4.0

Quentin Dupieux’s Meta Satire The Second Act Is a Misfire

Movies Reviews Quentin Dupieux
Quentin Dupieux’s Meta Satire The Second Act Is a Misfire

Just as much as they play like extended absurdist comedy bits, the fun-size films of Quentin Dupieux have always been about cinema. From the on-screen audiences of Rubber and Yannick to the Marvel-spoofing antics of Smoking Causes Coughing and Deerskin’s wink-wink reflection on all the weird things you can get away with just by calling yourself a filmmaker, the French auteur’s movies have always flexed their self-awareness. It was probably just a matter of time, then, before the writer-director-editor-cinematographer tackled the subject of filmmaking head-on, as he does in his Cannes-opening The Second Act. With characteristic Dupieux surreality, though, The Second Act isn’t a simple meta affair, but mind-bendingly so: It’s a movie about the making of a movie about movie-making, in which the boundaries between each nested film are deliberately left nebulous.
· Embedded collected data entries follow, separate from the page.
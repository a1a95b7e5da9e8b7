//! Common test utilities and helpers for reltrack tests
#![allow(dead_code)]

use async_trait::async_trait;
use std::sync::atomic::{AtomicUsize, Ordering};
use std::sync::{Arc, Mutex};

use reltrack::error::Result;
use reltrack::{
    ReleaseSnapshot, ReleaseSource, RepoIdentity, RepoStore, Tracker, TrackerError,
    TrackerOptions, UpstreamRepository,
};

/// What the stubbed provider answers for a latest-release request
#[derive(Debug, Clone)]
pub enum Upstream {
    Release(ReleaseSnapshot),
    NoRelease,
    Down,
}

/// Scriptable release source standing in for GitHub
pub struct StubSource {
    latest: Mutex<Upstream>,
    known: Mutex<Vec<UpstreamRepository>>,
    lookup_down: Mutex<bool>,
    fetches: AtomicUsize,
}

impl StubSource {
    pub fn new() -> Arc<Self> {
        Arc::new(Self {
            latest: Mutex::new(Upstream::NoRelease),
            known: Mutex::new(Vec::new()),
            lookup_down: Mutex::new(false),
            fetches: AtomicUsize::new(0),
        })
    }

    pub fn set_latest(&self, upstream: Upstream) {
        *self.latest.lock().unwrap() = upstream;
    }

    /// Make a repository known to the existence check, under its canonical spelling
    pub fn add_known(&self, owner: &str, name: &str) {
        self.known.lock().unwrap().push(UpstreamRepository {
            identity: RepoIdentity::new(owner, name),
            html_url: Some(format!("https://github.com/{}/{}", owner, name)),
        });
    }

    pub fn set_lookup_down(&self, down: bool) {
        *self.lookup_down.lock().unwrap() = down;
    }

    pub fn fetch_count(&self) -> usize {
        self.fetches.load(Ordering::SeqCst)
    }
}

#[async_trait]
impl ReleaseSource for StubSource {
    async fn fetch_latest_release(
        &self,
        identity: &RepoIdentity,
    ) -> Result<Option<ReleaseSnapshot>> {
        self.fetches.fetch_add(1, Ordering::SeqCst);
        match self.latest.lock().unwrap().clone() {
            Upstream::Release(release) => Ok(Some(release)),
            Upstream::NoRelease => Ok(None),
            Upstream::Down => Err(TrackerError::UpstreamUnavailable {
                repository: identity.full_name(),
                reason: "503 Service Unavailable".to_string(),
            }),
        }
    }

    async fn lookup_repository(
        &self,
        identity: &RepoIdentity,
    ) -> Result<Option<UpstreamRepository>> {
        if *self.lookup_down.lock().unwrap() {
            return Err(TrackerError::UpstreamUnavailable {
                repository: identity.full_name(),
                reason: "connection refused".to_string(),
            });
        }

        Ok(self
            .known
            .lock()
            .unwrap()
            .iter()
            .find(|repo| {
                repo.identity.owner.eq_ignore_ascii_case(&identity.owner)
                    && repo.identity.name.eq_ignore_ascii_case(&identity.name)
            })
            .cloned())
    }

    fn provider_name(&self) -> &'static str {
        "stub"
    }
}

/// Release snapshot with predictable URLs
pub fn release(release_id: &str, tag: &str) -> ReleaseSnapshot {
    ReleaseSnapshot {
        release_id: release_id.to_string(),
        tag: tag.to_string(),
        display_name: Some(format!("Release {}", tag)),
        published_at: None,
        release_url: format!("https://github.com/acme/widget/releases/tag/{}", tag),
    }
}

/// Tracker over an in-memory store; existence checks disabled
pub fn offline_tracker(source: Arc<StubSource>) -> (Tracker, Arc<RepoStore>) {
    tracker_with(source, false)
}

/// Tracker over an in-memory store that verifies repositories on add
pub fn verifying_tracker(source: Arc<StubSource>) -> (Tracker, Arc<RepoStore>) {
    tracker_with(source, true)
}

fn tracker_with(source: Arc<StubSource>, verify_on_add: bool) -> (Tracker, Arc<RepoStore>) {
    let store = Arc::new(RepoStore::open_in_memory().expect("Failed to open in-memory store"));
    let options = TrackerOptions {
        verify_on_add,
        ..TrackerOptions::default()
    };
    (Tracker::new(store.clone(), source, options), store)
}
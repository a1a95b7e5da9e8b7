//! Repository Store - SQLite persistence for tracked repositories
//!
//! Each tracked repository is a single row holding its identity, canonical URL,
//! the cached latest-release snapshot and the seen flag. Uniqueness of the
//! owner/name pair and of the URL is enforced by the database itself, and every
//! mutation runs in its own `BEGIN IMMEDIATE` transaction so concurrent writers
//! (threads or processes) never interleave on a record.

use chrono::{DateTime, Utc};
use rusqlite::types::Type;
use rusqlite::{params, Connection, ErrorCode, OptionalExtension, Row, TransactionBehavior};
use std::path::Path;
use std::sync::{Mutex, MutexGuard, PoisonError};
use tracing::{debug, info};

use crate::error::{Result, TrackerError};
use crate::identity::RepoIdentity;
use crate::model::{ReleaseSnapshot, TrackedRepository};

const SELECT_COLUMNS: &str = r#"
    SELECT id, owner, name, url,
           release_id, release_tag, release_name, release_published_at, release_url,
           seen_by_user
    FROM repositories
"#;

/// Durable record of tracked repositories
pub struct RepoStore {
    conn: Mutex<Connection>,
}

impl RepoStore {
    /// Open or create the store at a specific path
    pub fn open(path: &Path) -> Result<Self> {
        if let Some(parent) = path.parent() {
            if !parent.as_os_str().is_empty() {
                std::fs::create_dir_all(parent)?;
            }
        }

        let conn = Connection::open(path)?;
        let store = Self::with_connection(conn)?;

        info!("Repository store opened at {}", path.display());
        Ok(store)
    }

    /// Open an in-memory store (for testing)
    pub fn open_in_memory() -> Result<Self> {
        Self::with_connection(Connection::open_in_memory()?)
    }

    fn with_connection(conn: Connection) -> Result<Self> {
        conn.busy_timeout(std::time::Duration::from_secs(5))?;
        let store = Self {
            conn: Mutex::new(conn),
        };
        store.initialize()?;
        Ok(store)
    }

    fn initialize(&self) -> Result<()> {
        self.lock().execute_batch(
            r#"
            CREATE TABLE IF NOT EXISTS repositories (
                id INTEGER PRIMARY KEY AUTOINCREMENT,
                owner TEXT NOT NULL COLLATE NOCASE,
                name TEXT NOT NULL COLLATE NOCASE,
                url TEXT NOT NULL COLLATE NOCASE UNIQUE,
                release_id TEXT,
                release_tag TEXT,
                release_name TEXT,
                release_published_at TEXT,
                release_url TEXT,
                seen_by_user INTEGER NOT NULL DEFAULT 0,
                UNIQUE (owner, name),
                -- a cached release is all or nothing
                CHECK ((release_id IS NULL) = (release_tag IS NULL)),
                CHECK ((release_id IS NULL) = (release_url IS NULL))
            );
            "#,
        )?;

        debug!("Repository store schema initialized");
        Ok(())
    }

    // Every write is its own transaction, so a poisoned connection is still consistent
    fn lock(&self) -> MutexGuard<'_, Connection> {
        self.conn.lock().unwrap_or_else(PoisonError::into_inner)
    }

    /// Start tracking a repository.
    ///
    /// The new record has no cached release and is not marked as seen.
    pub fn insert(&self, identity: &RepoIdentity, url: &str) -> Result<TrackedRepository> {
        let mut conn = self.lock();
        let tx = conn.transaction_with_behavior(TransactionBehavior::Immediate)?;

        let name_taken: bool = tx.query_row(
            "SELECT EXISTS(SELECT 1 FROM repositories WHERE owner = ?1 AND name = ?2)",
            params![identity.owner, identity.name],
            |row| row.get(0),
        )?;
        if name_taken {
            return Err(TrackerError::DuplicateName(identity.full_name()));
        }

        let url_taken: bool = tx.query_row(
            "SELECT EXISTS(SELECT 1 FROM repositories WHERE url = ?1)",
            params![url],
            |row| row.get(0),
        )?;
        if url_taken {
            return Err(TrackerError::DuplicateUrl(url.to_string()));
        }

        tx.execute(
            "INSERT INTO repositories (owner, name, url) VALUES (?1, ?2, ?3)",
            params![identity.owner, identity.name, url],
        )
        .map_err(|e| constraint_error(e, identity, url))?;

        let id = tx.last_insert_rowid();
        let repo = fetch_one(&tx, id)?.ok_or(TrackerError::NotFound(id))?;
        tx.commit()?;

        debug!("Inserted {} with id {}", repo.full_name(), repo.id);
        Ok(repo)
    }

    /// All tracked repositories in creation order
    pub fn list_all(&self) -> Result<Vec<TrackedRepository>> {
        let conn = self.lock();
        let mut stmt = conn.prepare(&format!("{SELECT_COLUMNS} ORDER BY id ASC"))?;

        let repos = stmt
            .query_map([], row_to_repo)?
            .collect::<rusqlite::Result<Vec<_>>>()?;

        Ok(repos)
    }

    pub fn get_by_id(&self, id: i64) -> Result<Option<TrackedRepository>> {
        let conn = self.lock();
        Ok(fetch_one(&conn, id)?)
    }

    /// Stop tracking a repository. Returns whether a record was deleted.
    pub fn remove(&self, id: i64) -> Result<bool> {
        let deleted = self
            .lock()
            .execute("DELETE FROM repositories WHERE id = ?1", params![id])?;

        debug!("Removed repository {}: {}", id, deleted > 0);
        Ok(deleted > 0)
    }

    /// Replace the cached release unless it already has the same release id.
    ///
    /// A replacement also clears `seen_by_user` in the same statement. Returns
    /// the record as stored afterwards and whether a write happened.
    pub fn update_release_if_changed(
        &self,
        id: i64,
        release: &ReleaseSnapshot,
    ) -> Result<(TrackedRepository, bool)> {
        let mut conn = self.lock();
        let tx = conn.transaction_with_behavior(TransactionBehavior::Immediate)?;

        let updated = tx.execute(
            r#"
            UPDATE repositories SET
                release_id = ?2,
                release_tag = ?3,
                release_name = ?4,
                release_published_at = ?5,
                release_url = ?6,
                seen_by_user = 0
            WHERE id = ?1 AND (release_id IS NULL OR release_id <> ?2)
            "#,
            params![
                id,
                release.release_id,
                release.tag,
                release.display_name,
                release.published_at.map(|ts| ts.to_rfc3339()),
                release.release_url,
            ],
        )?;

        let repo = fetch_one(&tx, id)?.ok_or(TrackerError::NotFound(id))?;
        tx.commit()?;

        Ok((repo, updated > 0))
    }

    /// Acknowledge the cached release. Returns whether the record exists.
    pub fn mark_seen(&self, id: i64) -> Result<bool> {
        let updated = self.lock().execute(
            "UPDATE repositories SET seen_by_user = 1 WHERE id = ?1",
            params![id],
        )?;
        Ok(updated > 0)
    }
}

fn fetch_one(conn: &Connection, id: i64) -> rusqlite::Result<Option<TrackedRepository>> {
    conn.query_row(
        &format!("{SELECT_COLUMNS} WHERE id = ?1"),
        params![id],
        row_to_repo,
    )
    .optional()
}

fn row_to_repo(row: &Row<'_>) -> rusqlite::Result<TrackedRepository> {
    let release_id: Option<String> = row.get(4)?;
    let release_tag: Option<String> = row.get(5)?;
    let release_url: Option<String> = row.get(8)?;

    let latest_release = match (release_id, release_tag, release_url) {
        (Some(release_id), Some(tag), Some(release_url)) => Some(ReleaseSnapshot {
            release_id,
            tag,
            display_name: row.get(6)?,
            published_at: row
                .get::<_, Option<String>>(7)?
                .map(|s| parse_timestamp(7, &s))
                .transpose()?,
            release_url,
        }),
        _ => None,
    };

    Ok(TrackedRepository {
        id: row.get(0)?,
        owner: row.get(1)?,
        name: row.get(2)?,
        url: row.get(3)?,
        latest_release,
        seen_by_user: row.get::<_, i32>(9)? != 0,
    })
}

fn parse_timestamp(idx: usize, value: &str) -> rusqlite::Result<DateTime<Utc>> {
    DateTime::parse_from_rfc3339(value)
        .map(|dt| dt.with_timezone(&Utc))
        .map_err(|e| rusqlite::Error::FromSqlConversionFailure(idx, Type::Text, Box::new(e)))
}

/// Translate a UNIQUE violation raised by SQLite itself into the duplicate kind
fn constraint_error(err: rusqlite::Error, identity: &RepoIdentity, url: &str) -> TrackerError {
    match &err {
        rusqlite::Error::SqliteFailure(failure, Some(message))
            if failure.code == ErrorCode::ConstraintViolation =>
        {
            if message.contains("repositories.url") {
                TrackerError::DuplicateUrl(url.to_string())
            } else {
                TrackerError::DuplicateName(identity.full_name())
            }
        }
        _ => TrackerError::Storage(err),
    }
}
use async_trait::async_trait;
use reqwest::Client;
use std::sync::atomic::{AtomicU64, Ordering};
use std::time::Duration;

use super::{FetchRange, check_length, inclusive_end};
use crate::error::FetchError;

/// HTTP Range fetcher for remote WARC files
pub struct HttpRangeFetcher {
    client: Client,
    strict_length: bool,
    transferred_bytes: AtomicU64,
}

impl HttpRangeFetcher {
    /// Create a new HTTP Range fetcher
    ///
    /// Every request carries `timeout`. With `strict_length` set, a body whose
    /// size differs from the requested range is rejected.
    pub fn new(timeout: Duration, strict_length: bool) -> Result<Self, FetchError> {
        let client = Client::builder()
            .timeout(timeout)
            .user_agent(concat!(env!("CARGO_PKG_NAME"), "/", env!("CARGO_PKG_VERSION")))
            .build()?;

        Ok(Self {
            client,
            strict_length,
            transferred_bytes: AtomicU64::new(0),
        })
    }

    /// Get total bytes transferred from network
    pub fn transferred_bytes(&self) -> u64 {
        self.transferred_bytes.load(Ordering::Relaxed)
    }
}

#[async_trait]
impl FetchRange for HttpRangeFetcher {
    async fn fetch_range(&self, url: &str, offset: u64, length: u64) -> Result<Vec<u8>, FetchError> {
        let end = inclusive_end(offset, length)?;
        let range = format!("bytes={}-{}", offset, end);

        tracing::debug!(url, %range, "requesting segment");

        // Single attempt: no retry, no resume.
        let resp = self
            .client
            .get(url)
            .header(reqwest::header::RANGE, &range)
            .send()
            .await?;

        if resp.status() != reqwest::StatusCode::PARTIAL_CONTENT {
            return Err(FetchError::Status(resp.status().as_u16()));
        }

        let bytes = resp.bytes().await?;
        self.transferred_bytes
            .fetch_add(bytes.len() as u64, Ordering::Relaxed);

        check_length(length, bytes.len(), self.strict_length)?;

        tracing::debug!(url, received = bytes.len(), "segment fetched");
        Ok(bytes.to_vec())
    }
}
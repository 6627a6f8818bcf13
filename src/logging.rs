//! Logging init: structured `tracing` output on stderr.
//!
//! Stdout is reserved for the per-file progress lines, so diagnostics never
//! interleave with them when stdout is piped.

use tracing_subscriber::EnvFilter;

/// Initialize logging. `RUST_LOG` takes precedence over `level`, which sets
/// the filter for this crate only.
pub fn init_logging(level: &str) {
    let env_filter = EnvFilter::try_from_default_env()
        .unwrap_or_else(|_| EnvFilter::new(format!("warn,warcrange={level}")));

    tracing_subscriber::fmt()
        .with_env_filter(env_filter)
        .with_writer(std::io::stderr)
        .with_target(false)
        .init();
}
//! WARC record parsing and response extraction.
//!
//! ## Architecture
//!
//! The module is organized into five components:
//!
//! - [`structures`]: record types and parsed records
//! - [`parser`]: walks a segment buffer record by record, inflating gzip
//!   members transparently and within a size limit
//! - [`arc`]: reader for the older ARC layout
//! - [`payload`]: decodes the HTTP message inside a response block
//! - [`extractor`]: high-level API yielding response payloads
//!
//! ## WARC Format Overview
//!
//! A WARC file is a sequence of records. Each record is:
//! 1. A version line (`WARC/1.0` or `WARC/1.1`)
//! 2. Header fields, one `Name: value` per line, ended by an empty line
//! 3. A content block of exactly `Content-Length` bytes
//! 4. Two CRLF pairs separating it from the next record
//!
//! Crawl archives (`.warc.gz`) compress every record as its own gzip
//! member, which is what lets an index point at a single record with an
//! offset and length. Older crawls are stored as `.arc.gz` files laid out
//! the same way; every ARC capture is treated as a `response` record.
//!
//! ## Limitations
//!
//! - No digest verification (`WARC-Block-Digest`, `WARC-Payload-Digest`)
//! - No reassembly of segmented (`continuation`) records

pub mod arc;
pub mod extractor;
pub mod parser;
pub mod payload;
pub mod structures;

pub use extractor::{PayloadMode, WarcExtractor};
pub use parser::Records;
pub use structures::*;
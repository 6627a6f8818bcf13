use clap::Parser;
use std::path::PathBuf;
use std::time::Duration;

use crate::config::{DEFAULT_TIMEOUT_SECS, ExtractConfig};
use crate::warc::PayloadMode;

#[derive(Parser, Debug)]
#[command(name = "warcrange")]
#[command(version)]
#[command(
    about = "Download specific segments from Common Crawl WARC files and save the content to files.",
    long_about = None
)]
#[command(after_help = "Examples:\n  \
  warcrange -l urls.txt -o ./output_directory\n  \
  warcrange -l urls.txt -o ./out -j 8 --http-body\n  \
  warcrange -l urls.txt -o ./out --mirror /data/commoncrawl\n\n\
Each entry of the list follows the format:\n  \
  Original: <URL> -- <WARC_URL>#offset=<OFFSET>&length=<LENGTH>\n\
and entries are separated by --")]
pub struct Cli {
    /// File containing the list of URLs with offsets and lengths
    #[arg(short = 'l', long = "list", value_name = "FILE")]
    pub list: PathBuf,

    /// Directory to save the extracted content (created if missing)
    #[arg(short = 'o', long = "output", value_name = "DIR")]
    pub output: PathBuf,

    /// Number of entries processed concurrently
    #[arg(short = 'j', long = "jobs", value_name = "N", default_value_t = 1,
          value_parser = clap::value_parser!(u16).range(1..))]
    pub jobs: u16,

    /// Per-request timeout in seconds
    #[arg(long = "timeout", value_name = "SECS", default_value_t = DEFAULT_TIMEOUT_SECS)]
    pub timeout: u64,

    /// Accept segments shorter or longer than the requested length
    #[arg(long = "allow-short-read")]
    pub allow_short_read: bool,

    /// Save only the decoded HTTP body instead of the full archived response
    #[arg(long = "http-body")]
    pub http_body: bool,

    /// Read archive ranges from a local mirror of the archive tree
    #[arg(long = "mirror", value_name = "DIR")]
    pub mirror: Option<PathBuf>,

    /// Quiet mode (no per-file messages)
    #[arg(short = 'q', conflicts_with = "verbose")]
    pub quiet: bool,

    /// Verbose logging (-vv => trace)
    #[arg(short = 'v', action = clap::ArgAction::Count)]
    pub verbose: u8,
}

impl Cli {
    pub fn payload_mode(&self) -> PayloadMode {
        if self.http_body {
            PayloadMode::HttpBody
        } else {
            PayloadMode::Block
        }
    }

    /// Log filter directive for this crate, before `RUST_LOG` overrides.
    pub fn log_level(&self) -> &'static str {
        match (self.quiet, self.verbose) {
            (true, _) => "warn",
            (false, 0) => "info",
            (false, 1) => "debug",
            (false, _) => "trace",
        }
    }

    pub fn to_config(&self) -> ExtractConfig {
        ExtractConfig {
            list: self.list.clone(),
            output: self.output.clone(),
            jobs: usize::from(self.jobs),
            timeout: Duration::from_secs(self.timeout),
            strict_length: !self.allow_short_read,
            payload_mode: self.payload_mode(),
            mirror: self.mirror.clone(),
            quiet: self.quiet,
        }
    }
}
//! ARC v1 record reader.
//!
//! An ARC record is a single header line followed by a block:
//!
//! ```text
//! <url> <ip-address> <archive-date> <content-type> <length>\n
//! <length bytes: the HTTP response as captured>\n
//! ```
//!
//! Version 2 headers carry more fields, but the URL always comes first and
//! the block length always comes last.

use std::io::{BufRead, Read};
use std::iter::FusedIterator;

use crate::error::WarcError;

use super::structures::Record;

/// Minimum number of fields in an ARC header line
const MIN_HEADER_FIELDS: usize = 5;

/// Iterator over the records of an ARC stream.
pub struct ArcReader<R> {
    reader: R,
    failed: bool,
}

impl<R: BufRead> ArcReader<R> {
    pub fn new(reader: R) -> Self {
        Self {
            reader,
            failed: false,
        }
    }

    fn read_record(&mut self) -> Result<Option<Record>, WarcError> {
        let mut line = Vec::new();
        loop {
            line.clear();
            let read = self
                .reader
                .read_until(b'\n', &mut line)
                .map_err(WarcError::Decompress)?;
            if read == 0 {
                return Ok(None);
            }
            // Blank separator between records
            if !line.iter().all(|b| matches!(b, b'\r' | b'\n')) {
                break;
            }
        }

        let text = String::from_utf8_lossy(&line);
        let fields: Vec<&str> = text.split_whitespace().collect();
        if fields.len() < MIN_HEADER_FIELDS {
            return Err(WarcError::MalformedArc(text.trim().to_string()));
        }
        let url = fields[0];
        let length: u64 = fields[fields.len() - 1]
            .parse()
            .map_err(|_| WarcError::MalformedArc(text.trim().to_string()))?;

        let mut block = Vec::new();
        (&mut self.reader)
            .take(length)
            .read_to_end(&mut block)
            .map_err(WarcError::Decompress)?;
        if (block.len() as u64) < length {
            return Err(WarcError::Truncated {
                expected: length,
                available: block.len() as u64,
            });
        }

        Ok(Some(Record::from_arc(url, block)))
    }
}

impl<R: BufRead> Iterator for ArcReader<R> {
    type Item = Result<Record, WarcError>;

    fn next(&mut self) -> Option<Self::Item> {
        if self.failed {
            return None;
        }
        let item = self.read_record().transpose();
        if matches!(item, Some(Err(_))) {
            self.failed = true;
        }
        item
    }
}

impl<R: BufRead> FusedIterator for ArcReader<R> {}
This labyrinthine conceit is abruptly revealed in the middle of The Second Act‘s first major scene—one of two ballsy tracking shots that are at least 10 minutes long—during which David (Louis Garrel) tries to convince his oafish friend Willy (Yannick breakout Raphaël Quenard) to woo a besotted woman he hasn’t been able to shake off. As a distrustful Willy tries to find “the catch” in David’s offer—crassly quizzing him on the woman’s weight and whether she uses a wheelchair—David exasperatedly shatters the fourth wall when he gestures in the audience’s direction and scolds Willy for a transphobic comment: “Don’t say that, we’re being filmed! Do you want us to get canceled?”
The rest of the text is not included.